I checked the scale today. Up to 234.0. Good grief. That's up 8 lbs from Friday. One of these days I'm going to figure out how to separate my eating from stress and depression. I hope it's sooner rather than later.

I guess the only way to completely fail at this is to completely give up. Throw in the towel. Admit defeat....and quit.

But I'm not planning on quitting. I might be de-railed right now, but it's not going to last forever. You know what the great thing is about Rock Bottom? That's right....there's nowhere left to go but up.
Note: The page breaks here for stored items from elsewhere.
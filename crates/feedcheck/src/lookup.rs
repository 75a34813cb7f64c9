//! Remote item lookup.
//!
//! Per-item timestamp source used when the inline attribute is missing or
//! unparseable. A lookup never returns an error: transport problems are folded
//! into the response so the resolver can classify and record them.

use async_trait::async_trait;
use serde::{Deserialize, Serialize};
use std::collections::{HashMap, VecDeque};
use std::sync::atomic::{AtomicUsize, Ordering};
use std::sync::{Mutex, PoisonError};
use std::time::Duration;
use thiserror::Error;

/// Response of a single lookup call
#[derive(Debug, Clone, PartialEq, Eq, Serialize, Deserialize)]
#[serde(rename_all = "camelCase")]
pub struct LookupResponse {
    /// Whether the call succeeded at the transport/status level
    pub ok: bool,
    /// HTTP-like status code (0 when no response was received)
    pub status_code: u16,
    /// Creation time in epoch seconds, when the item carries one
    pub time_epoch_seconds: Option<i64>,
    /// Transport error text
    pub error: Option<String>,
}

impl LookupResponse {
    /// Successful response carrying a time
    #[must_use]
    pub const fn found(time_epoch_seconds: i64) -> Self {
        Self {
            ok: true,
            status_code: 200,
            time_epoch_seconds: Some(time_epoch_seconds),
            error: None,
        }
    }

    /// Successful response without a time field
    #[must_use]
    pub const fn without_time() -> Self {
        Self {
            ok: true,
            status_code: 200,
            time_epoch_seconds: None,
            error: None,
        }
    }

    /// Non-success status
    #[must_use]
    pub const fn status(status_code: u16) -> Self {
        Self {
            ok: false,
            status_code,
            time_epoch_seconds: None,
            error: None,
        }
    }

    /// No response at all
    #[must_use]
    pub fn network_error(message: impl Into<String>) -> Self {
        Self {
            ok: false,
            status_code: 0,
            time_epoch_seconds: None,
            error: Some(message.into()),
        }
    }

    /// Classify this response: epoch milliseconds or the failure
    pub fn epoch_ms(&self) -> Result<i64, LookupFailure> {
        if let Some(message) = &self.error {
            return Err(LookupFailure::Network(message.clone()));
        }
        if !self.ok {
            return Err(LookupFailure::Status(self.status_code));
        }
        let seconds = self.time_epoch_seconds.ok_or(LookupFailure::MissingTime)?;
        seconds
            .checked_mul(1000)
            .filter(|ms| *ms >= 0)
            .ok_or(LookupFailure::OutOfRange(seconds))
    }
}

/// Why a lookup did not yield a timestamp
#[derive(Debug, Clone, PartialEq, Eq, Error)]
pub enum LookupFailure {
    /// Non-success status code
    #[error("HTTP {0}")]
    Status(u16),
    /// Success response without a time field
    #[error("No time field in lookup response")]
    MissingTime,
    /// No response received
    #[error("Network error: {0}")]
    Network(String),
    /// Time field outside the representable range
    #[error("Time {0} out of range")]
    OutOfRange(i64),
}

impl LookupFailure {
    /// Whether a single retry may help
    #[must_use]
    pub const fn is_transient(&self) -> bool {
        match self {
            Self::Network(_) => true,
            Self::Status(code) => *code == 429 || *code >= 500,
            Self::MissingTime | Self::OutOfRange(_) => false,
        }
    }
}

/// Remote per-item lookup
#[async_trait]
pub trait ItemLookup: Send + Sync {
    /// Fetch the item with `id`
    async fn fetch_item(&self, id: &str) -> LookupResponse;
}

// =============================================================================
// SCRIPTED LOOKUP
// =============================================================================

/// Lookup answering from canned responses
///
/// Each id has a queue of responses; the last one repeats once the queue is
/// drained. Unknown ids answer 404.
#[derive(Debug, Default)]
pub struct ScriptedLookup {
    responses: Mutex<HashMap<String, VecDeque<LookupResponse>>>,
    latency: Duration,
    calls: Mutex<Vec<String>>,
    in_flight: AtomicUsize,
    peak_in_flight: AtomicUsize,
}

impl ScriptedLookup {
    /// Empty lookup (every id answers 404)
    #[must_use]
    pub fn new() -> Self {
        Self::default()
    }

    /// Lookup answering `time` for each `(id, time)` pair
    #[must_use]
    pub fn from_times<I, S>(times: I) -> Self
    where
        I: IntoIterator<Item = (S, i64)>,
        S: Into<String>,
    {
        let lookup = Self::new();
        for (id, time) in times {
            lookup.push(id, LookupResponse::found(time));
        }
        lookup
    }

    /// Queue a response for `id`
    pub fn push(&self, id: impl Into<String>, response: LookupResponse) {
        self.responses
            .lock()
            .unwrap_or_else(PoisonError::into_inner)
            .entry(id.into())
            .or_default()
            .push_back(response);
    }

    /// Builder form of [`Self::push`]
    #[must_use]
    pub fn with_response(self, id: impl Into<String>, response: LookupResponse) -> Self {
        self.push(id, response);
        self
    }

    /// Simulated per-call latency
    #[must_use]
    pub const fn with_latency(mut self, latency: Duration) -> Self {
        self.latency = latency;
        self
    }

    /// Ids requested so far, in call order
    #[must_use]
    pub fn calls(&self) -> Vec<String> {
        self.calls
            .lock()
            .unwrap_or_else(PoisonError::into_inner)
            .clone()
    }

    /// Highest number of concurrently outstanding calls observed
    #[must_use]
    pub fn peak_in_flight(&self) -> usize {
        self.peak_in_flight.load(Ordering::SeqCst)
    }

    fn next_response(&self, id: &str) -> LookupResponse {
        let mut responses = self.responses.lock().unwrap_or_else(PoisonError::into_inner);
        let Some(queue) = responses.get_mut(id) else {
            return LookupResponse::status(404);
        };
        let next = if queue.len() > 1 {
            queue.pop_front()
        } else {
            queue.front().cloned()
        };
        next.unwrap_or_else(|| LookupResponse::status(404))
    }
}

#[async_trait]
impl ItemLookup for ScriptedLookup {
    async fn fetch_item(&self, id: &str) -> LookupResponse {
        self.calls
            .lock()
            .unwrap_or_else(PoisonError::into_inner)
            .push(id.to_string());

        let now = self.in_flight.fetch_add(1, Ordering::SeqCst) + 1;
        self.peak_in_flight.fetch_max(now, Ordering::SeqCst);
        if !self.latency.is_zero() {
            tokio::time::sleep(self.latency).await;
        }
        self.in_flight.fetch_sub(1, Ordering::SeqCst);

        self.next_response(id)
    }
}

#[cfg(test)]
mod tests {
    use super::*;

    mod classification_tests {
        use super::*;

        #[test]
        fn test_found_converts_to_millis() {
            assert_eq!(
                LookupResponse::found(1_704_067_200).epoch_ms(),
                Ok(1_704_067_200_000)
            );
        }

        #[test]
        fn test_missing_time_is_permanent() {
            let failure = LookupResponse::without_time().epoch_ms().unwrap_err();
            assert_eq!(failure, LookupFailure::MissingTime);
            assert!(!failure.is_transient());
        }

        #[test]
        fn test_status_transience() {
            assert!(LookupFailure::Status(503).is_transient());
            assert!(LookupFailure::Status(429).is_transient());
            assert!(!LookupFailure::Status(404).is_transient());
        }

        #[test]
        fn test_network_error_is_transient() {
            let failure = LookupResponse::network_error("reset by peer")
                .epoch_ms()
                .unwrap_err();
            assert!(failure.is_transient());
            assert_eq!(failure.to_string(), "Network error: reset by peer");
        }

        #[test]
        fn test_out_of_range_time() {
            let failure = LookupResponse::found(i64::MAX).epoch_ms().unwrap_err();
            assert_eq!(failure, LookupFailure::OutOfRange(i64::MAX));
        }
    }

    mod scripted_lookup_tests {
        use super::*;

        #[tokio::test]
        async fn test_unknown_id_is_not_found() {
            let lookup = ScriptedLookup::new();
            assert_eq!(lookup.fetch_item("1").await, LookupResponse::status(404));
        }

        #[tokio::test]
        async fn test_queued_responses_then_repeat_last() {
            let lookup = ScriptedLookup::new()
                .with_response("1", LookupResponse::status(503))
                .with_response("1", LookupResponse::found(10));

            assert_eq!(lookup.fetch_item("1").await, LookupResponse::status(503));
            assert_eq!(lookup.fetch_item("1").await, LookupResponse::found(10));
            assert_eq!(lookup.fetch_item("1").await, LookupResponse::found(10));
            assert_eq!(lookup.calls(), vec!["1", "1", "1"]);
        }

        #[tokio::test]
        async fn test_from_times() {
            let lookup = ScriptedLookup::from_times([("a", 5), ("b", 6)]);
            assert_eq!(lookup.fetch_item("b").await.time_epoch_seconds, Some(6));
        }
    }
}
I'll definitely be back by Friday to post my weigh-in, but I'm hoping to be back sooner. I really need a lifeline to hold onto right now and I want that to be my blog. Trying to get back in the groove. I'm afraid the struggle is back to one hour at a time right now. I hate going backwards like this, but at least I'm not quitting. I'm proud of the weight I've lost so far, and it's just enough to let me know that I don't want to go backwards. I want to keep fighting....scratching, clawing...whatever I have to do to get things back on the upswing.

If you're a praying person, please send one up for me. There is power in prayer. That, I am sure of. 'Nite friends.

20 comments:

  1. Hang in there, Tammy - I would miss you if you left blogland! Sending good thoughts your way, my friend.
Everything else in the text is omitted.